I bought my new Toyota on Thursday, in what the internet made a totally painless and easy process. I'd already done the research and knew exactly what I wanted to get, so on Wednesday I requested quotes via one of the independent auto sites. Instead of driving around to a bunch of different Toyota dealers and talking with annoying salespeople, I got email bids from their internet sales offices, which are a very different thing. I picked the one with the best quote and the most professional communication, went in Thursday afternoon and got my car. Turns out that (at this dealership anyway) the internet sales is supposed to turn over cars, to increase the dealer's volume, so they sell them at extremely low prices. The floor salesmen are the ones supposed to push extra options and fancier models to increase profit. So the guy I worked with wasn't trying to sell me anything extra, he wasn't unpleasant to deal with -- we basically had the whole deal worked out before I came to the dealership.

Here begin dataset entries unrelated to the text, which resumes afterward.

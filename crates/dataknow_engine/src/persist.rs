//! Saving fetched reports to the local report directory.

use std::fs;
use std::io::{self, Write};
use std::path::{Path, PathBuf};

use tempfile::NamedTempFile;
use thiserror::Error;

#[derive(Debug, Error)]
pub enum PersistError {
    #[error("report directory {path:?} is unusable: {reason}")]
    ReportDir { path: PathBuf, reason: String },
    #[error("writing report failed: {0}")]
    Io(#[from] io::Error),
}

fn unusable(dir: &Path, reason: impl ToString) -> PersistError {
    PersistError::ReportDir {
        path: dir.to_path_buf(),
        reason: reason.to_string(),
    }
}

/// Makes sure `dir` can receive reports, creating it and its parents when absent.
pub fn ensure_output_dir(dir: &Path) -> Result<(), PersistError> {
    match fs::metadata(dir) {
        Ok(meta) if meta.is_dir() => Ok(()),
        Ok(_) => Err(unusable(dir, "a file with that name already exists")),
        Err(err) if err.kind() == io::ErrorKind::NotFound => {
            fs::create_dir_all(dir).map_err(|err| unusable(dir, err))
        }
        Err(err) => Err(unusable(dir, err)),
    }
}

/// Saves report bytes under their artifact filename in one directory.
///
/// Readers of the directory see either the previous report or the complete new one.
#[derive(Debug, Clone)]
pub struct AtomicFileWriter {
    dir: PathBuf,
}

impl AtomicFileWriter {
    pub fn new(dir: PathBuf) -> Self {
        Self { dir }
    }

    pub fn dir(&self) -> &Path {
        &self.dir
    }

    pub fn write(&self, filename: &str, bytes: &[u8]) -> Result<PathBuf, PersistError> {
        ensure_output_dir(&self.dir)?;

        let report = self.dir.join(filename);
        let mut staged = NamedTempFile::new_in(&self.dir)?;
        staged.write_all(bytes)?;
        staged.as_file().sync_all()?;

        // Downloading the same artifact again overwrites the earlier copy.
        staged.persist(&report).map_err(|err| PersistError::Io(err.error))?;
        Ok(report)
    }
}
use std::fmt;

use crate::{Document, DocumentId};

/// Handle returned by the remote service when an analysis is started.
#[derive(Debug, Clone, PartialEq, Eq, Hash)]
pub struct JobId(pub String);

impl fmt::Display for JobId {
    fn fmt(&self, f: &mut fmt::Formatter<'_>) -> fmt::Result {
        f.write_str(&self.0)
    }
}

/// Local handle for one submission, issued before the remote call returns.
#[derive(Debug, Clone, Copy, PartialEq, Eq, Hash)]
pub struct SubmissionId(pub u64);

/// Local handle for one custom-analysis generation.
#[derive(Debug, Clone, Copy, PartialEq, Eq, Hash)]
pub struct RequestId(pub u64);

/// Reference (URL or path) to a downloadable artifact.
#[derive(Debug, Clone, PartialEq, Eq, Hash)]
pub struct ArtifactRef(pub String);

impl fmt::Display for ArtifactRef {
    fn fmt(&self, f: &mut fmt::Formatter<'_>) -> fmt::Result {
        f.write_str(&self.0)
    }
}

#[derive(Debug, Clone, Copy, PartialEq, Eq, Default)]
pub enum JobStatus {
    #[default]
    Pending,
    Processing,
    Completed,
    Error,
}

impl JobStatus {
    pub fn is_terminal(self) -> bool {
        matches!(self, JobStatus::Completed | JobStatus::Error)
    }
}

/// Summary text the service produced for one submitted document.
#[derive(Debug, Clone, PartialEq, Eq)]
pub struct DocumentSummary {
    pub id: DocumentId,
    pub summary: String,
}

/// One status answer from the remote service.
#[derive(Debug, Clone, PartialEq, Eq, Default)]
pub struct JobReport {
    pub status: JobStatus,
    pub documents: Vec<DocumentSummary>,
    pub artifact: Option<ArtifactRef>,
    pub message: Option<String>,
}

#[derive(Debug, Clone, PartialEq, Eq)]
pub struct AnalysisJob {
    pub(crate) submission: SubmissionId,
    pub(crate) job_id: Option<JobId>,
    pub(crate) status: JobStatus,
    pub(crate) result_documents: Vec<Document>,
    pub(crate) artifact: Option<ArtifactRef>,
    pub(crate) failure: Option<String>,
    pub(crate) polls: u32,
}

impl AnalysisJob {
    pub(crate) fn submitted(submission: SubmissionId) -> Self {
        Self {
            submission,
            job_id: None,
            status: JobStatus::Pending,
            result_documents: Vec::new(),
            artifact: None,
            failure: None,
            polls: 0,
        }
    }

    pub fn submission(&self) -> SubmissionId {
        self.submission
    }

    pub fn job_id(&self) -> Option<&JobId> {
        self.job_id.as_ref()
    }

    pub fn status(&self) -> JobStatus {
        self.status
    }

    pub fn result_documents(&self) -> &[Document] {
        &self.result_documents
    }

    pub fn artifact(&self) -> Option<&ArtifactRef> {
        self.artifact.as_ref()
    }

    pub fn failure(&self) -> Option<&str> {
        self.failure.as_deref()
    }

    pub fn polls(&self) -> u32 {
        self.polls
    }

    pub fn in_flight(&self) -> bool {
        !self.status.is_terminal()
    }

    /// True when `job_id` names this job and it still expects status reports.
    pub(crate) fn awaits_report(&self, job_id: &JobId) -> bool {
        self.in_flight() && self.job_id.as_ref() == Some(job_id)
    }

    pub(crate) fn fail(&mut self, message: impl Into<String>) {
        self.status = JobStatus::Error;
        self.failure = Some(message.into());
    }
}

/// State of the secondary, prompt-driven generation.
#[derive(Debug, Clone, PartialEq, Eq, Default)]
pub struct CustomAnalysis {
    pub(crate) prompt: String,
    pub(crate) panel_visible: bool,
    pub(crate) request: Option<RequestId>,
    pub(crate) artifact: Option<ArtifactRef>,
    pub(crate) failure: Option<String>,
}

impl CustomAnalysis {
    pub fn prompt(&self) -> &str {
        &self.prompt
    }

    pub fn panel_visible(&self) -> bool {
        self.panel_visible
    }

    pub fn generating(&self) -> bool {
        self.request.is_some()
    }

    pub fn can_generate(&self) -> bool {
        !self.generating() && !self.prompt.trim().is_empty()
    }

    pub fn artifact(&self) -> Option<&ArtifactRef> {
        self.artifact.as_ref()
    }

    pub fn failure(&self) -> Option<&str> {
        self.failure.as_deref()
    }
}
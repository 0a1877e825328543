use std::time::Duration;

use tokio::time::{interval_at, Instant, MissedTickBehavior};

use crate::{EngineEvent, EventSink, TimerKey};

/// Emits one `UploadTick` per `period` until the task is aborted.
///
/// The first tick fires one period after start, so intake is visible at 0%.
pub async fn run_upload_ticker(document: u64, period: Duration, sink: &dyn EventSink) {
    let mut ticker = interval_at(Instant::now() + period, period);
    ticker.set_missed_tick_behavior(MissedTickBehavior::Delay);
    loop {
        ticker.tick().await;
        sink.emit(EngineEvent::UploadTick { document });
    }
}

/// Emits `TimerFired(key)` once after `delay`.
pub async fn fire_after(key: TimerKey, delay: Duration, sink: &dyn EventSink) {
    tokio::time::sleep(delay).await;
    sink.emit(EngineEvent::TimerFired(key));
}
use std::collections::VecDeque;
use std::sync::{mpsc, Arc};
use std::thread;
use std::time::Duration;

use anyhow::{bail, Context};
use chrono::Utc;
use dataknow_core::{update, AppState, AppViewModel, JobStatus, Msg};
use dataknow_engine::{
    ensure_output_dir, AnalysisService, EngineConfig, ReqwestAnalysisService,
    SimulatedAnalysisService,
};
use dataknow_logging::{dk_info, dk_warn};

use super::autopilot::Autopilot;
use super::cli::Cli;
use super::config::{self, Settings};
use super::effects::EffectRunner;
use super::intake::candidates_from_paths;
use super::logging;
use super::render::Renderer;

const TICK_INTERVAL: Duration = Duration::from_millis(75);

pub fn run_app(cli: Cli) -> anyhow::Result<()> {
    logging::initialize(cli.log, logging::level_for(cli.verbose));

    let settings = Settings::resolve(config::load(&cli.config)?, &cli);
    let candidates = candidates_from_paths(&cli.files)?;
    ensure_output_dir(&settings.output_dir).with_context(|| {
        format!("preparing output directory {}", settings.output_dir.display())
    })?;

    let service: Arc<dyn AnalysisService> = match &settings.endpoint {
        Some(endpoint) => {
            dk_info!("Using analysis service at {}", endpoint);
            Arc::new(ReqwestAnalysisService::new(settings.service.clone())?)
        }
        None => {
            dk_info!("No endpoint configured, using the simulated analysis service");
            Arc::new(SimulatedAnalysisService::new(settings.simulation))
        }
    };

    let (msg_tx, msg_rx) = mpsc::channel::<Msg>();
    let runner = EffectRunner::new(
        EngineConfig {
            service,
            output_dir: settings.output_dir.clone(),
        },
        msg_tx.clone(),
    );

    // Background tick to coalesce rendering.
    thread::spawn(move || {
        while msg_tx.send(Msg::Tick).is_ok() {
            thread::sleep(TICK_INTERVAL);
        }
    });

    let mut session = Session {
        state: AppState::with_settings(settings.timings, settings.language),
        runner,
        autopilot: Autopilot::new(settings.prompt.clone()),
        renderer: Renderer::default(),
    };
    session.dispatch(Msg::FilesReceived {
        files: candidates,
        received_at: Utc::now(),
    });
    while !session.state.is_closed() {
        let Ok(msg) = msg_rx.recv() else {
            break;
        };
        session.dispatch(msg);
    }
    if !session.autopilot.is_done() {
        dk_warn!("Message channel closed before the session finished");
    }

    session.outcome()
}

struct Session {
    state: AppState,
    runner: EffectRunner,
    autopilot: Autopilot,
    renderer: Renderer,
}

impl Session {
    /// Runs `msg` and every follow-up action through the reducer, one at a time.
    fn dispatch(&mut self, msg: Msg) {
        let mut inbox = VecDeque::from([msg]);
        while let Some(msg) = inbox.pop_front() {
            let state = std::mem::take(&mut self.state);
            let (mut state, effects) = update(state, msg);
            let was_dirty = state.consume_dirty();
            let view = was_dirty.then(|| state.view());
            self.state = state;
            self.runner.enqueue(effects);

            if let Some(view) = view {
                self.present(&view);
                inbox.extend(self.autopilot.next(&view));
            }
        }
    }

    fn present(&mut self, view: &AppViewModel) {
        if let Some(lines) = self.renderer.frame(view) {
            println!("{}", lines.join("\n"));
            println!();
        }
    }

    fn outcome(&self) -> anyhow::Result<()> {
        match self.state.job() {
            Some(job) if job.status() == JobStatus::Error => {
                let reason = job.failure().unwrap_or("unknown error");
                dk_warn!("Session ended with a failed analysis: {}", reason);
                bail!("analysis failed: {reason}")
            }
            Some(_) => Ok(()),
            None if self.state.registry().is_empty() => bail!("no document was accepted"),
            None => Ok(()),
        }
    }
}
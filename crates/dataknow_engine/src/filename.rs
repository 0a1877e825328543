use sha2::{Digest, Sha256};

/// Filesystem-safe, deterministic name for an artifact:
/// `{sanitized_stem}--{short_hash(artifact)}.{ext}`.
pub fn artifact_filename(artifact: &str) -> String {
    let last_segment = artifact
        .split(['?', '#'])
        .next()
        .unwrap_or(artifact)
        .rsplit(['/', '\\'])
        .next()
        .unwrap_or_default();
    let (stem, ext) = match last_segment.rsplit_once('.') {
        Some((stem, ext)) if !stem.is_empty() => (stem, sanitize_extension(ext)),
        _ => (last_segment, None),
    };
    let ext = ext.unwrap_or_else(|| "bin".to_string());
    format!("{}--{}.{}", sanitize_stem(stem), short_hash(artifact), ext)
}

fn sanitize_extension(ext: &str) -> Option<String> {
    let cleaned: String = ext
        .chars()
        .filter(char::is_ascii_alphanumeric)
        .take(8)
        .collect::<String>()
        .to_ascii_lowercase();
    (!cleaned.is_empty()).then_some(cleaned)
}

fn sanitize_stem(input: &str) -> String {
    let mut compacted = String::with_capacity(input.len());
    let mut prev_underscore = false;
    for c in input.chars() {
        let c = if is_forbidden(c) { '_' } else { c };
        if c == '_' {
            if !prev_underscore {
                compacted.push(c);
            }
            prev_underscore = true;
        } else {
            compacted.push(c);
            prev_underscore = false;
        }
    }
    let mut cleaned = compacted.trim_matches(&['_', ' ', '.'][..]).to_string();
    if cleaned.is_empty() {
        cleaned = "artifact".to_string();
    }
    if cleaned.chars().count() > 80 {
        cleaned = cleaned.chars().take(80).collect();
    }
    if is_reserved_windows_name(&cleaned) {
        cleaned.push('_');
    }
    cleaned
}

fn is_forbidden(c: char) -> bool {
    matches!(c,
        '\\' | '/' | ':' | '*' | '?' | '"' | '<' | '>' | '|' | '%' | '\0'..='\u{1F}'
    )
}

fn is_reserved_windows_name(name: &str) -> bool {
    const RESERVED: &[&str] = &[
        "CON", "PRN", "AUX", "NUL", "COM1", "COM2", "COM3", "COM4", "COM5", "COM6", "COM7", "COM8",
        "COM9", "LPT1", "LPT2", "LPT3", "LPT4", "LPT5", "LPT6", "LPT7", "LPT8", "LPT9",
    ];
    RESERVED.iter().any(|r| r.eq_ignore_ascii_case(name))
}

fn short_hash(input: &str) -> String {
    let digest = Sha256::digest(input.as_bytes());
    digest.iter().take(4).map(|byte| format!("{byte:02x}")).collect()
}
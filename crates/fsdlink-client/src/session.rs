//! The session: one connection, one entity registry, one event stream.
//!
//! A `Session` is an explicitly owned value — whoever drives the UI
//! lifecycle holds it. There is no process-wide session state.

use tokio::sync::mpsc;
use tracing::info;

use fsdlink_models::{FsdName, Message, WeatherDataMessage, WeatherRequestType};

use crate::config::SessionConfig;
use crate::connection::Connection;
use crate::error::ClientError;
use crate::event::{ConnectionEvent, DisconnectReason, SessionEvent};
use crate::registry::Registry;

/// A live session on an FSD network.
///
/// Owns the connection and the local controller identity; the entity
/// set lives inside a dedicated actor task that is the only writer, so
/// message dispatch and the refresh sweep can never race.
pub struct Session {
    connection: Connection,
    callsign: FsdName,
    sectors: Vec<i64>,
}

impl Session {
    /// Connect and start the session actor.
    ///
    /// Returns the session handle plus the stream of
    /// [`SessionEvent`]s. The stream ends with `Disconnected` followed
    /// by `Closed`, in that order, exactly once each.
    pub async fn connect(
        config: SessionConfig,
    ) -> Result<(Self, mpsc::UnboundedReceiver<SessionEvent>), ClientError> {
        let (connection, mut conn_rx) =
            Connection::connect(&config.host, config.port, config.revision).await?;
        info!(
            host = %config.host,
            port = config.port,
            callsign = %config.callsign,
            "session opened"
        );

        let (event_tx, event_rx) = mpsc::unbounded_channel();
        let mut registry = Registry::new(event_tx.clone(), config.activity);
        let refresh_interval = config.refresh_interval;

        tokio::spawn(async move {
            let mut sweep = tokio::time::interval(refresh_interval);
            loop {
                tokio::select! {
                    event = conn_rx.recv() => match event {
                        Some(ConnectionEvent::MessageReceived(message)) => {
                            registry.handle_message(message);
                        }
                        Some(ConnectionEvent::Disconnected { reason, kick_message }) => {
                            info!(%reason, "session closing");
                            registry.clear();
                            let _ = event_tx.send(SessionEvent::Disconnected {
                                reason,
                                kick_message,
                            });
                            let _ = event_tx.send(SessionEvent::Closed);
                            break;
                        }
                        // Connection task set is gone; treat as closed.
                        None => {
                            registry.clear();
                            let _ = event_tx.send(SessionEvent::Closed);
                            break;
                        }
                    },
                    _ = sweep.tick() => registry.tick(),
                }
            }
        });

        Ok((
            Self {
                connection,
                callsign: config.callsign,
                sectors: config.sectors,
            },
            event_rx,
        ))
    }

    /// Queue an arbitrary message for sending.
    pub fn send(&self, message: Message) -> Result<(), ClientError> {
        self.connection.send(message)
    }

    /// Request weather text for a station from a weather provider.
    pub fn request_weather(
        &self,
        destination: FsdName,
        request_type: WeatherRequestType,
        station: &str,
    ) -> Result<(), ClientError> {
        let message =
            WeatherDataMessage::new(self.callsign.clone(), destination, request_type, station)?;
        self.send(Message::WeatherData(message))
    }

    /// Close the session at the user's request.
    pub fn close(&self) {
        self.connection.disconnect(DisconnectReason::UserDisconnect);
    }

    /// Tear the session down for a non-user reason (e.g. a kick).
    pub fn disconnect(&self, reason: DisconnectReason, kick_message: Option<String>) {
        self.connection.disconnect_with_message(reason, kick_message);
    }

    /// Whether the underlying connection is still up.
    pub fn is_connected(&self) -> bool {
        self.connection.is_connected()
    }

    /// Callsign of the local controller.
    pub fn callsign(&self) -> &FsdName {
        &self.callsign
    }

    /// Sector identifiers the local controller covers.
    pub fn sectors(&self) -> &[i64] {
        &self.sectors
    }
}
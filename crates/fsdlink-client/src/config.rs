//! Session and activity-tracking configuration.

use std::time::Duration;

use fsdlink_models::{FsdName, ProtocolRevision};

/// Thresholds for the per-entity activity clock.
#[derive(Debug, Clone, Copy)]
pub struct ActivityConfig {
    /// Elapsed time without telemetry after which an entity counts as inactive.
    pub inactive_after: Duration,
    /// Elapsed time without telemetry after which an entity is removed.
    pub timeout_after: Duration,
}

impl Default for ActivityConfig {
    fn default() -> Self {
        Self {
            inactive_after: Duration::from_millis(10_000),
            timeout_after: Duration::from_millis(60_000),
        }
    }
}

/// Everything needed to open a session against an FSD server.
#[derive(Debug, Clone)]
pub struct SessionConfig {
    /// Server host name or address.
    pub host: String,
    /// Server TCP port.
    pub port: u16,
    /// Callsign of the local controller.
    pub callsign: FsdName,
    /// Sector identifiers the local controller covers.
    pub sectors: Vec<i64>,
    /// Protocol revision the server speaks.
    pub revision: ProtocolRevision,
    /// Activity thresholds applied to every tracked entity.
    pub activity: ActivityConfig,
    /// Interval of the registry refresh sweep.
    pub refresh_interval: Duration,
}

impl SessionConfig {
    /// Config with default revision, thresholds and refresh interval.
    pub fn new(host: impl Into<String>, port: u16, callsign: FsdName) -> Self {
        Self {
            host: host.into(),
            port,
            callsign,
            sectors: Vec::new(),
            revision: ProtocolRevision::default(),
            activity: ActivityConfig::default(),
            refresh_interval: Duration::from_millis(1_000),
        }
    }
}
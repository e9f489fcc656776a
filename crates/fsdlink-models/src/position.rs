//! Geographic positions and decoded plane telemetry.

use std::fmt;

use serde::{Deserialize, Serialize};

// ---------------------------------------------------------------------------
// GeoPoint
// ---------------------------------------------------------------------------

/// A WGS84 coordinate.
#[derive(Serialize, Deserialize, Debug, Clone, Copy, PartialEq)]
pub struct GeoPoint {
    /// Latitude in degrees, north positive.
    pub lat: f64,
    /// Longitude in degrees, east positive.
    pub lon: f64,
}

impl GeoPoint {
    /// Construct from latitude and longitude in degrees.
    pub fn new(lat: f64, lon: f64) -> Self {
        Self { lat, lon }
    }
}

impl fmt::Display for GeoPoint {
    fn fmt(&self, f: &mut fmt::Formatter<'_>) -> fmt::Result {
        write!(f, "{{lat={:.4}, lon={:.4}}}", self.lat, self.lon)
    }
}

// ---------------------------------------------------------------------------
// Pitch/bank/heading word
// ---------------------------------------------------------------------------

/// On-ground flag inside the packed pitch/bank/heading word (bit 1).
const PBH_ON_GROUND: u32 = 0x2;

/// Decode the on-ground flag from a packed pitch/bank/heading word.
pub fn pbh_on_ground(word: u32) -> bool {
    word & PBH_ON_GROUND != 0
}

/// Decode true heading in degrees from a packed pitch/bank/heading word.
///
/// Bits 2..=11 carry the heading in 1024ths of a full circle.
pub fn pbh_true_heading(word: u32) -> f64 {
    f64::from((word >> 2) & 0x3FF) * 360.0 / 1024.0
}

// ---------------------------------------------------------------------------
// PlanePosition
// ---------------------------------------------------------------------------

/// Fully decoded plane telemetry from an extended-revision position report.
///
/// Unlike the raw wire fields this carries the pressure altitude as an
/// absolute value and the heading/on-ground flag already unpacked.
#[derive(Serialize, Deserialize, Debug, Clone, Copy, PartialEq)]
pub struct PlanePosition {
    /// Position in WGS84.
    pub position: GeoPoint,
    /// Speed over ground in knots.
    pub ground_speed_kt: i32,
    /// Altitude above mean sea level in feet.
    pub elevation_ft: i32,
    /// Indicated altitude at standard barometer setting, in feet.
    pub pressure_altitude_ft: i32,
    /// Heading with reference to true north, in degrees.
    pub true_heading_deg: f64,
    /// Whether the plane is on the ground.
    pub on_ground: bool,
}

impl fmt::Display for PlanePosition {
    fn fmt(&self, f: &mut fmt::Formatter<'_>) -> fmt::Result {
        write!(
            f,
            "{{lat={:.4}, lon={:.4}, speed={}kt, alt={}ft, pressAlt={}ft, onGround={}}}",
            self.position.lat,
            self.position.lon,
            self.ground_speed_kt,
            self.elevation_ft,
            self.pressure_altitude_ft,
            self.on_ground
        )
    }
}

// ---------------------------------------------------------------------------
// Tests
// ---------------------------------------------------------------------------

#[cfg(test)]
mod tests {
    use super::*;

    #[test]
    fn pbh_on_ground_flag() {
        assert!(pbh_on_ground(1_073_741_826)); // 0x4000_0002
        assert!(!pbh_on_ground(1_077_591_040)); // 0x403C_0000
        assert!(!pbh_on_ground(0));
    }

    #[test]
    fn pbh_heading_decodes_in_1024ths() {
        // Heading bits zero -> north.
        assert_eq!(pbh_true_heading(1_073_741_826), 0.0);
        // 512/1024 of a circle -> south.
        let word = 512u32 << 2;
        assert!((pbh_true_heading(word) - 180.0).abs() < f64::EPSILON);
        // Maximum heading value stays below 360.
        let word = 1023u32 << 2;
        assert!(pbh_true_heading(word) < 360.0);
    }
}
//! FSDLink CLI — connect to an FSD server and print session events.

use anyhow::Context;
use clap::Parser;
use tracing::info;

use fsdlink_client::{Session, SessionConfig, SessionEvent};
use fsdlink_models::{FsdName, ProtocolRevision};

/// Terminal client for FSD air-traffic simulation networks.
#[derive(Parser, Debug)]
#[command(name = "fsdlink", about = "FSD session client")]
struct Args {
    /// Server host name or address.
    #[arg(long, default_value = "localhost")]
    host: String,

    /// Server TCP port.
    #[arg(long, default_value_t = 6809)]
    port: u16,

    /// Callsign to connect as.
    #[arg(long)]
    callsign: String,

    /// Sector identifier covered by this controller (repeatable).
    #[arg(long = "sector")]
    sectors: Vec<i64>,

    /// Speak the extended protocol revision (plane positions).
    #[arg(long)]
    extended: bool,

    /// Print events as JSON lines instead of plain text.
    #[arg(long)]
    json: bool,
}

#[tokio::main]
async fn main() -> anyhow::Result<()> {
    // Structured logging on stderr, controlled via RUST_LOG.
    tracing_subscriber::fmt()
        .with_env_filter(
            tracing_subscriber::EnvFilter::try_from_default_env()
                .unwrap_or_else(|_| tracing_subscriber::EnvFilter::new("info")),
        )
        .with_writer(std::io::stderr)
        .init();

    let args = Args::parse();
    let callsign: FsdName = args
        .callsign
        .parse()
        .context("callsign is not a valid FSD name")?;

    let mut config = SessionConfig::new(args.host, args.port, callsign);
    config.sectors = args.sectors;
    if args.extended {
        config.revision = ProtocolRevision::Extended;
    }

    let (session, mut events) = Session::connect(config)
        .await
        .context("failed to connect")?;
    info!(callsign = %session.callsign(), "connected, waiting for traffic");

    loop {
        tokio::select! {
            event = events.recv() => {
                let Some(event) = event else { break };
                print_event(&event, args.json)?;
                if matches!(event, SessionEvent::Closed) {
                    break;
                }
            }
            result = tokio::signal::ctrl_c() => {
                result.context("failed to listen for ctrl-c")?;
                info!("closing session");
                session.close();
                // Keep draining until Closed arrives.
            }
        }
    }

    Ok(())
}

fn print_event(event: &SessionEvent, json: bool) -> anyhow::Result<()> {
    if json {
        println!("{}", serde_json::to_string(event)?);
        return Ok(());
    }
    match event {
        SessionEvent::EntityAdded(s) => println!("+ {}", s.name),
        SessionEvent::EntityUpdated(s) => {
            let marker = if s.inactive { "~" } else { "*" };
            println!("{marker} {}", s.name);
        }
        SessionEvent::EntityDestroyed(s) => println!("- {}", s.name),
        SessionEvent::WeatherData(msg) => println!("wx {}: {}", msg.source, msg.data),
        SessionEvent::Disconnected {
            reason,
            kick_message,
        } => match kick_message {
            Some(text) => println!("disconnected ({reason}): {text}"),
            None => println!("disconnected ({reason})"),
        },
        SessionEvent::Closed => println!("session closed"),
    }
    Ok(())
}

So I have a new car, which is very exciting but also a momentous thing. I still go and look out the window just to see it. And it's especially nervewracking to figure out how to keep it clean & nice for a while, now that I'm a dog mom (I'm ordering washable covers for the back seat). So basically for all of Wednesday and Thursday I was pretty distracted by car stuff.
And then on Saturday, we decide that it really is time to start looking around for a new place to live. We don't have to move out -- we haven't said anything to our landlord, but we aren't on a lease anymore, so we have the flexibility to leave any time. And a variety of things have been going on that are starting to make us consider moving: our rent went up $200; 3 houses across the street are going to be torn down and new construction put up; the house next door is up for sale; the shack (I'm hardly exaggerating) 2 houses down is going to be rented out to a family with a zillion kids. Plus, our landlords, who are a couple who are friends of ours, are on the verge of splitting up and so the future seems really uncertain. It might be time to remove ourselves from the business part of our relation with them and just have whatever friendship is left.
So then over the weekend, when I was reviewing job candidates' writing samples and grading papers, I was also calling about rental houses and driving around to look at some. Haven't found anything great yet (and it has to be really great to get us to move: either significantly cheaper or better than where we are now) but it's really only been a couple of days.
But once you open that door it's really hard NOT to be thinking about possible neighborhoods to go drive through looking for signs, about things to clear out and give away, about the exhausting labor of moving, and about the possible good things at the end of it all.
Those papers to grade? they're just fitting in around the edges of all my major life distractions.